▶ **What you are asked to do**: Among the entries below, extract exactly the lines that run from the one with "use anyhow::Result;" through the one with "use crate::cli::RenderArgs;", both ends included.

▶ **Extracted information**:

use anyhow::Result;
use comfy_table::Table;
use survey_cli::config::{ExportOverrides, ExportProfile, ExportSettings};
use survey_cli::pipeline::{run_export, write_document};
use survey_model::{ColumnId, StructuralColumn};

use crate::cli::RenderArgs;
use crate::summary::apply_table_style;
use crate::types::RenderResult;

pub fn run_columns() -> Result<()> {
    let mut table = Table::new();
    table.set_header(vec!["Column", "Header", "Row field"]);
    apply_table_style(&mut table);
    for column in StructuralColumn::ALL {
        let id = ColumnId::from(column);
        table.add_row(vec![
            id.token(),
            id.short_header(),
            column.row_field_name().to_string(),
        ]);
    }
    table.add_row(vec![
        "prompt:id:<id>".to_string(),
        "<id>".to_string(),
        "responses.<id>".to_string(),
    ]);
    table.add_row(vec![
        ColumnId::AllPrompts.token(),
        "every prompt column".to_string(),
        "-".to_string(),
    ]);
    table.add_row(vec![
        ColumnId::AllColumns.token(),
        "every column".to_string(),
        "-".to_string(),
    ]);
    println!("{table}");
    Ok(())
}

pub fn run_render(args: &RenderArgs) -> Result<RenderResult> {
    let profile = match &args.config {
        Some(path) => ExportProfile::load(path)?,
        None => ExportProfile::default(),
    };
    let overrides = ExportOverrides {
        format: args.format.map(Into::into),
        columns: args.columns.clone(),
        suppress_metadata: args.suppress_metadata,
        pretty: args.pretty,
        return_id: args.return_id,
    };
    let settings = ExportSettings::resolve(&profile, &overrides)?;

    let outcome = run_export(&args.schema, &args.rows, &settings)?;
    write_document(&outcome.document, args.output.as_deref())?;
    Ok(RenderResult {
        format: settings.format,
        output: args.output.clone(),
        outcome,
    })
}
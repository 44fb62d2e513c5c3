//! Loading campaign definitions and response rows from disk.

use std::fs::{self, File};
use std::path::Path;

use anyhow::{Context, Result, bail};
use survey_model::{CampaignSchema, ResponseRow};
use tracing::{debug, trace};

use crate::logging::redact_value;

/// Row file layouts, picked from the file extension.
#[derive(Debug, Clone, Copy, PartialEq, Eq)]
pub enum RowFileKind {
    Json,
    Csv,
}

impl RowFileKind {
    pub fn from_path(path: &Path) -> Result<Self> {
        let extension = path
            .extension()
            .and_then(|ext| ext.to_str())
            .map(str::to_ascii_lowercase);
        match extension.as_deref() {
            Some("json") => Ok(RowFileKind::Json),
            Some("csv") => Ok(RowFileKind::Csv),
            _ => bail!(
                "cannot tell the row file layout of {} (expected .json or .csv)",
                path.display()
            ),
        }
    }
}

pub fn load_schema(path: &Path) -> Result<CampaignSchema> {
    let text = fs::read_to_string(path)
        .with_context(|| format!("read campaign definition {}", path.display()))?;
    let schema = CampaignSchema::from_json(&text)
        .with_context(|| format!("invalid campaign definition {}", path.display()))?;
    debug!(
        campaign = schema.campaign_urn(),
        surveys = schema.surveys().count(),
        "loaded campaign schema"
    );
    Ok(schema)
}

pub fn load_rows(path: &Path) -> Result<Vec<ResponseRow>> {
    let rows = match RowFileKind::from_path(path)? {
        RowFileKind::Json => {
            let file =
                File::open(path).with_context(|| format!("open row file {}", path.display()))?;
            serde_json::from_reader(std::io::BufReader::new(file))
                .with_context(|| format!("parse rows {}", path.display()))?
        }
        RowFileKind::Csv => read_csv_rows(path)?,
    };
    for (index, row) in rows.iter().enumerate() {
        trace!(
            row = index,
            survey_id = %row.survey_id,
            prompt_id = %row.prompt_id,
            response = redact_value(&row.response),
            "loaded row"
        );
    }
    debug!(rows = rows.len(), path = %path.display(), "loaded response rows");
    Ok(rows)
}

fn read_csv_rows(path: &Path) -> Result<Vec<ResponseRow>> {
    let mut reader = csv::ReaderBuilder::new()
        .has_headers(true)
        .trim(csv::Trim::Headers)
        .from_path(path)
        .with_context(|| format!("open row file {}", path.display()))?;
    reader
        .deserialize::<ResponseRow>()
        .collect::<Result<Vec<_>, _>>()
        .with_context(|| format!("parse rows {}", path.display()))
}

==

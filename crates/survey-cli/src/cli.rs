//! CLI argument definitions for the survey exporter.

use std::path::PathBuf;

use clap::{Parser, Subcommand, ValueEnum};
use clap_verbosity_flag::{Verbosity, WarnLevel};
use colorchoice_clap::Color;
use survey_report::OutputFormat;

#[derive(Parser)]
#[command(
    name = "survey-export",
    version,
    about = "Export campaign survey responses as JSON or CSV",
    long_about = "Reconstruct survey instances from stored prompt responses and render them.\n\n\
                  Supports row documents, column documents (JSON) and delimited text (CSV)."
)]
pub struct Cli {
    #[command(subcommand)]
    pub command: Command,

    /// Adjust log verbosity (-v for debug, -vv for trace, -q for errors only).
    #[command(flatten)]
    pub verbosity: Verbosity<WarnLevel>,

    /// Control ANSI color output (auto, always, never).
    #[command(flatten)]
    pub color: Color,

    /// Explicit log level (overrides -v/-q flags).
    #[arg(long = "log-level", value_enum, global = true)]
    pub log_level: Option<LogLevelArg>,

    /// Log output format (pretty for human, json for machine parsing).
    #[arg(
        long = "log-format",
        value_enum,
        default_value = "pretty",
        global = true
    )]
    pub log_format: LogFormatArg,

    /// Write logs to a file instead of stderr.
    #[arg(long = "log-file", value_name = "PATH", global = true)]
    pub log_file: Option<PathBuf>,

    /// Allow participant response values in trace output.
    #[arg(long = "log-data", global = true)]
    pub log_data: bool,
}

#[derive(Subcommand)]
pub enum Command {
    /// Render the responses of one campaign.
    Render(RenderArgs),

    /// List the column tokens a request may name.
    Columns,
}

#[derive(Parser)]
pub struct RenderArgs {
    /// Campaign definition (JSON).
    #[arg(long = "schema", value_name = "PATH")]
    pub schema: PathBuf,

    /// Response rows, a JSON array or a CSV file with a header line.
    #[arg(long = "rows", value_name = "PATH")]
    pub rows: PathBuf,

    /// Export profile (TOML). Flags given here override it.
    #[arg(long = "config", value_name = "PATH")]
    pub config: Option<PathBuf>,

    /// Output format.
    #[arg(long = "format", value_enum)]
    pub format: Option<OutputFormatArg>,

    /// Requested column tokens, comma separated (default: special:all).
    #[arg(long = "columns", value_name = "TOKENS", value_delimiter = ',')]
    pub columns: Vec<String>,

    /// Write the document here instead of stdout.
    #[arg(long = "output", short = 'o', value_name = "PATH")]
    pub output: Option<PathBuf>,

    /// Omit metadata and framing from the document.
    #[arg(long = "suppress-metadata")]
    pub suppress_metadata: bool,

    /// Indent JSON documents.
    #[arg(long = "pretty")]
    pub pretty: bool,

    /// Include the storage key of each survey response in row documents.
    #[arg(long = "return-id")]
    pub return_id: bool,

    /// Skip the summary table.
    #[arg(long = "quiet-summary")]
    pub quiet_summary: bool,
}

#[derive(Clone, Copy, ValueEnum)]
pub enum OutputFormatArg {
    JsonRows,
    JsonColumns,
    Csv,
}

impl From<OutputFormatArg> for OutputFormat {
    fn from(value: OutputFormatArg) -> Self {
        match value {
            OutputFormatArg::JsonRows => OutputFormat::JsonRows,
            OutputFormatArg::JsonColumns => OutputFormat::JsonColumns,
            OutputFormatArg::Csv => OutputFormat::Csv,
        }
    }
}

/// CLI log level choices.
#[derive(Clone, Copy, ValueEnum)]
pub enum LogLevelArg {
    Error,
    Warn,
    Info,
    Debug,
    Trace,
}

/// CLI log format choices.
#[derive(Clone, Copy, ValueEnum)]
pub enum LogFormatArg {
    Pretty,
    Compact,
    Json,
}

▶ **Exercise result**:
use anyhow::Result;
use comfy_table::Table;
use survey_cli::config::{ExportOverrides, ExportProfile, ExportSettings};
use survey_cli::pipeline::{run_export, write_document};
use survey_model::{ColumnId, StructuralColumn};

use crate::cli::RenderArgs;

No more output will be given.